//! Info command implementation.
//!
//! This module displays registry details for one bond type along with the
//! source files of its most recent years.

use anyhow::{Context, Result};
use chrono::{Datelike, Utc};
use tesouro_lib::{BondRegistry, DEFAULT_BASE_URL, FormatVersion, year_url};

/// Number of recent years whose source URLs are shown.
const RECENT_YEARS: i32 = 3;

/// Show detailed information about a bond type.
pub(crate) fn show_info(code: &str) -> Result<()> {
    let registry = BondRegistry::global();
    let info = registry
        .get(code)
        .with_context(|| format!("Unknown bond type: {code}"))?;
    let bond = info.bond_type();

    println!("Bond:        {}", info.name());
    println!("Code:        {}", bond.code());
    println!("Indexer:     {}", info.indexer());
    println!("Coupons:     {}", if info.semiannual_coupons() { "semiannual" } else { "none" });
    println!("Description: {}", info.description());
    println!("Data Available From: {}", info.first_year());

    let current = Utc::now().year();
    let first = (current - RECENT_YEARS + 1).max(info.first_year());

    println!("\nSource Files:");
    for year in (first..=current).rev() {
        println!(
            "  {year}  {}",
            year_url(DEFAULT_BASE_URL, bond, year, FormatVersion::XlsV1)
        );
    }

    Ok(())
}
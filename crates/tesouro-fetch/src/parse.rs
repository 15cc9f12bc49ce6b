//! Row schema for each source format version.

use bytes::Bytes;
use chrono::{Datelike, NaiveDate, TimeDelta};
use rust_decimal::Decimal;
use rust_decimal::prelude::FromPrimitive;
use std::str::FromStr;
use tesouro_types::{BondRecord, BondType, FormatVersion, ParseError};

use crate::decode::{Cell, Sheet, decode_delimited, decode_workbook};

/// Number of leading rows searched for the header.
const HEADER_SEARCH_ROWS: usize = 3;

/// Column positions and header labels of one format version.
#[derive(Debug, Clone, Copy, PartialEq, Eq)]
pub struct Layout {
    /// Column holding the asset code, or `None` when the sheet name is the asset code.
    pub asset: Option<usize>,
    /// Reference date column.
    pub date: usize,
    /// Buy-side rate column.
    pub bid_yield: usize,
    /// Sell-side rate column.
    pub ask_yield: usize,
    /// Buy-side price column.
    pub bid_price: usize,
    /// Sell-side price column.
    pub ask_price: usize,
    /// Expected header label prefixes, one per leading column (accent and case insensitive).
    pub header: &'static [&'static str],
}

impl Layout {
    /// Workbook layout: `Dia | Taxa Compra | Taxa Venda | PU Compra | PU Venda | ...`.
    pub const XLS_V1: Self = Self {
        asset: None,
        date: 0,
        bid_yield: 1,
        ask_yield: 2,
        bid_price: 3,
        ask_price: 4,
        header: &["dia", "taxa", "taxa", "pu", "pu"],
    };

    /// Flat layout: `Titulo;Dia;Taxa Compra;Taxa Venda;PU Compra;PU Venda`.
    pub const CSV_V1: Self = Self {
        asset: Some(0),
        date: 1,
        bid_yield: 2,
        ask_yield: 3,
        bid_price: 4,
        ask_price: 5,
        header: &["titulo", "dia", "taxa", "taxa", "pu", "pu"],
    };

    /// Returns the layout of a format version.
    #[must_use]
    pub const fn of(format: FormatVersion) -> Self {
        match format {
            FormatVersion::XlsV1 => Self::XLS_V1,
            FormatVersion::CsvV1 => Self::CSV_V1,
        }
    }

    /// Minimum number of cells a data row must have.
    const fn min_columns(&self) -> usize {
        let mut max = self.date;
        if self.bid_yield > max {
            max = self.bid_yield;
        }
        if self.bid_price > max {
            max = self.bid_price;
        }
        max + 1
    }
}

/// Parses one downloaded `(bond type, year)` file with the given format version.
///
/// # Errors
///
/// Returns a [`ParseError`] describing the first place the file departs from
/// the layout of `format`.
pub async fn parse_year_file(
    format: FormatVersion,
    bytes: Bytes,
    bond_type: BondType,
    year: i32,
) -> Result<Vec<BondRecord>, ParseError> {
    match format {
        FormatVersion::XlsV1 => parse_xls_v1(bytes, bond_type).await,
        FormatVersion::CsvV1 => parse_csv_v1(bytes, bond_type, year).await,
    }
}

/// Parses a workbook with one sheet per issue.
async fn parse_xls_v1(bytes: Bytes, bond_type: BondType) -> Result<Vec<BondRecord>, ParseError> {
    // Workbook decoding is CPU bound, keep it off the async executor
    let sheets = tokio::task::spawn_blocking(move || decode_workbook(bytes))
        .await
        .map_err(|e| ParseError::Undecodable(format!("decoder task failed: {e}")))??;

    let mut records = Vec::new();
    for sheet in &sheets {
        records.extend(parse_sheet(sheet, &Layout::XLS_V1, bond_type)?);
    }
    Ok(records)
}

/// Parses semicolon-delimited text with one row per issue and date.
async fn parse_csv_v1(
    bytes: Bytes,
    bond_type: BondType,
    year: i32,
) -> Result<Vec<BondRecord>, ParseError> {
    let name = format!("{}_{year}", bond_type.file_stem());
    let sheet = decode_delimited(bytes, &name).await?;
    if sheet.is_blank() {
        return Err(ParseError::MissingHeader { sheet: name });
    }
    parse_sheet(&sheet, &Layout::CSV_V1, bond_type)
}

/// Converts the data rows of one sheet into records.
///
/// Blank sheets yield no records. Blank rows and rows whose buy-side price
/// is zero are skipped; any other departure from the layout is an error.
///
/// # Errors
///
/// Returns a [`ParseError`] naming the sheet and row that does not conform.
pub fn parse_sheet(
    sheet: &Sheet,
    layout: &Layout,
    bond_type: BondType,
) -> Result<Vec<BondRecord>, ParseError> {
    if sheet.is_blank() {
        return Ok(Vec::new());
    }

    let header_idx = find_header(sheet, layout)?;
    let sheet_asset = bond_type.display_asset_code(&sheet.name);

    let mut records = Vec::new();
    for (idx, row) in sheet.rows.iter().enumerate().skip(header_idx + 1) {
        let row_no = sheet.first_row + idx;
        if row.iter().all(Cell::is_empty) {
            continue;
        }
        if row.len() < layout.min_columns() {
            return Err(ParseError::MissingColumns {
                sheet: sheet.name.clone(),
                row: row_no,
                expected: layout.min_columns(),
                found: row.len(),
            });
        }

        let ctx = RowContext {
            sheet: &sheet.name,
            row: row_no,
        };

        let price = ctx.required_decimal(row, layout.bid_price, "price")?;
        if price.is_zero() {
            continue;
        }
        if price.is_sign_negative() {
            return Err(ctx.invalid("price", &row[layout.bid_price]));
        }

        let reference_date = ctx.date(row, layout.date)?;
        let yield_rate = ctx.required_decimal(row, layout.bid_yield, "yield")?;
        let ask_price = ctx
            .optional_decimal(row, layout.ask_price, "ask price")?
            .filter(|p| !p.is_zero());
        // A malformed sell-side rate is an error even when no sell price is quoted
        let ask_yield = ctx
            .optional_decimal(row, layout.ask_yield, "ask yield")?
            .filter(|_| ask_price.is_some());

        let asset_code = match layout.asset {
            Some(col) => match row.get(col) {
                Some(Cell::Text(code)) => bond_type.display_asset_code(code),
                Some(cell) => return Err(ctx.invalid("asset code", cell)),
                None => return Err(ctx.invalid("asset code", &Cell::Empty)),
            },
            None => sheet_asset.clone(),
        };

        let record = BondRecord::new(bond_type, asset_code, reference_date, price, yield_rate)
            .with_ask(ask_price, ask_yield);

        let before_inception = reference_date.year() < bond_type.first_year();
        let after_maturity = record.maturity.is_some_and(|m| reference_date > m);
        if before_inception || after_maturity {
            return Err(ParseError::OutsideTradingWindow {
                sheet: sheet.name.clone(),
                row: row_no,
                date: reference_date,
            });
        }

        records.push(record);
    }

    Ok(records)
}

/// Locates and validates the header row.
fn find_header(sheet: &Sheet, layout: &Layout) -> Result<usize, ParseError> {
    let first_label = layout.header[0];
    let idx = sheet
        .rows
        .iter()
        .take(HEADER_SEARCH_ROWS)
        .position(|row| {
            row.first()
                .is_some_and(|cell| fold_label(&cell.render()).starts_with(first_label))
        })
        .ok_or_else(|| ParseError::MissingHeader {
            sheet: sheet.name.clone(),
        })?;

    let row = &sheet.rows[idx];
    for (column, expected) in layout.header.iter().enumerate() {
        let found = row.get(column).map(Cell::render).unwrap_or_default();
        if !fold_label(&found).starts_with(expected) {
            return Err(ParseError::HeaderMismatch {
                sheet: sheet.name.clone(),
                column,
                expected: (*expected).to_string(),
                found,
            });
        }
    }
    Ok(idx)
}

/// Lowercases a label and strips Portuguese diacritics.
fn fold_label(label: &str) -> String {
    label
        .trim()
        .chars()
        .flat_map(char::to_lowercase)
        .map(|c| match c {
            'á' | 'à' | 'â' | 'ã' => 'a',
            'é' | 'ê' => 'e',
            'í' => 'i',
            'ó' | 'ô' | 'õ' => 'o',
            'ú' | 'ü' => 'u',
            'ç' => 'c',
            other => other,
        })
        .collect()
}

/// Location of a row, for error reporting.
struct RowContext<'a> {
    sheet: &'a str,
    row: usize,
}

impl RowContext<'_> {
    fn invalid(&self, column: &'static str, cell: &Cell) -> ParseError {
        ParseError::InvalidCell {
            sheet: self.sheet.to_string(),
            row: self.row,
            column,
            value: cell.render(),
        }
    }

    fn date(&self, row: &[Cell], col: usize) -> Result<NaiveDate, ParseError> {
        let cell = row.get(col).unwrap_or(&Cell::Empty);
        parse_date(cell).ok_or_else(|| self.invalid("date", cell))
    }

    fn required_decimal(
        &self,
        row: &[Cell],
        col: usize,
        column: &'static str,
    ) -> Result<Decimal, ParseError> {
        self.optional_decimal(row, col, column)?
            .ok_or_else(|| self.invalid(column, &Cell::Empty))
    }

    fn optional_decimal(
        &self,
        row: &[Cell],
        col: usize,
        column: &'static str,
    ) -> Result<Option<Decimal>, ParseError> {
        match row.get(col).unwrap_or(&Cell::Empty) {
            Cell::Empty => Ok(None),
            cell => parse_decimal(cell)
                .map(Some)
                .ok_or_else(|| self.invalid(column, cell)),
        }
    }
}

/// Parses a date cell: a date, an Excel serial number or `dd/mm/yyyy` text.
#[must_use]
pub fn parse_date(cell: &Cell) -> Option<NaiveDate> {
    match cell {
        Cell::Date(d) => Some(*d),
        Cell::Number(n) => excel_serial_to_date(*n),
        Cell::Text(s) => NaiveDate::parse_from_str(s, "%d/%m/%Y")
            .or_else(|_| NaiveDate::parse_from_str(s.get(..10).unwrap_or(s), "%Y-%m-%d"))
            .ok(),
        Cell::Empty => None,
    }
}

/// Converts an Excel serial day number (1900 date system) to a date.
fn excel_serial_to_date(serial: f64) -> Option<NaiveDate> {
    if !serial.is_finite() || serial.fract() != 0.0 || !(1.0..=2_958_465.0).contains(&serial) {
        return None;
    }
    let epoch = NaiveDate::from_ymd_opt(1899, 12, 30)?;
    epoch.checked_add_signed(TimeDelta::days(serial as i64))
}

/// Parses a numeric cell: a number or text in Brazilian (`1.234,56`) or plain (`1234.56`) notation.
///
/// Text without a decimal comma is plain notation unless its dots group
/// digits in threes (`1.234.567`). A lone dot before exactly three digits
/// (`1.234`) could be either notation and is rejected.
#[must_use]
pub fn parse_decimal(cell: &Cell) -> Option<Decimal> {
    match cell {
        // Shortest round-trip text keeps 812.34 from becoming 812.3400000000000318
        Cell::Number(n) => Decimal::from_str(&n.to_string())
            .ok()
            .or_else(|| Decimal::from_f64(*n)),
        Cell::Text(s) => {
            let s = s.trim().trim_end_matches('%').trim();
            let normalized = if s.contains(',') {
                s.replace('.', "").replace(',', ".")
            } else {
                match s.matches('.').count() {
                    0 => s.to_string(),
                    1 if is_ambiguous_grouping(s) => return None,
                    1 => s.to_string(),
                    _ if is_thousands_grouping(s) => s.replace('.', ""),
                    _ => return None,
                }
            };
            Decimal::from_str(&normalized).ok()
        }
        Cell::Date(_) | Cell::Empty => None,
    }
}

/// True for `d.ddd` shapes where the dot may be a Brazilian thousands separator.
fn is_ambiguous_grouping(s: &str) -> bool {
    let digits = s.trim_start_matches(['-', '+']);
    let Some((int, frac)) = digits.split_once('.') else {
        return false;
    };
    !int.is_empty()
        && int.len() <= 3
        && !int.starts_with('0')
        && frac.len() == 3
        && int.chars().chain(frac.chars()).all(|c| c.is_ascii_digit())
}

/// True for `d.ddd.ddd` shapes.
fn is_thousands_grouping(s: &str) -> bool {
    let digits = s.trim_start_matches(['-', '+']);
    let mut groups = digits.split('.');
    let lead_ok = groups
        .next()
        .is_some_and(|g| (1..=3).contains(&g.len()) && g.chars().all(|c| c.is_ascii_digit()));
    lead_ok && groups.all(|g| g.len() == 3 && g.chars().all(|c| c.is_ascii_digit()))
}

.....

HOW TO COMPLETE THIS TASK - Check every line of the entries above, and copy those that carry the string "Compra".

YOUR RESPONSE -
    /// Workbook layout: `Dia | Taxa Compra | Taxa Venda | PU Compra | PU Venda | ...`.
    /// Flat layout: `Titulo;Dia;Taxa Compra;Taxa Venda;PU Compra;PU Venda`.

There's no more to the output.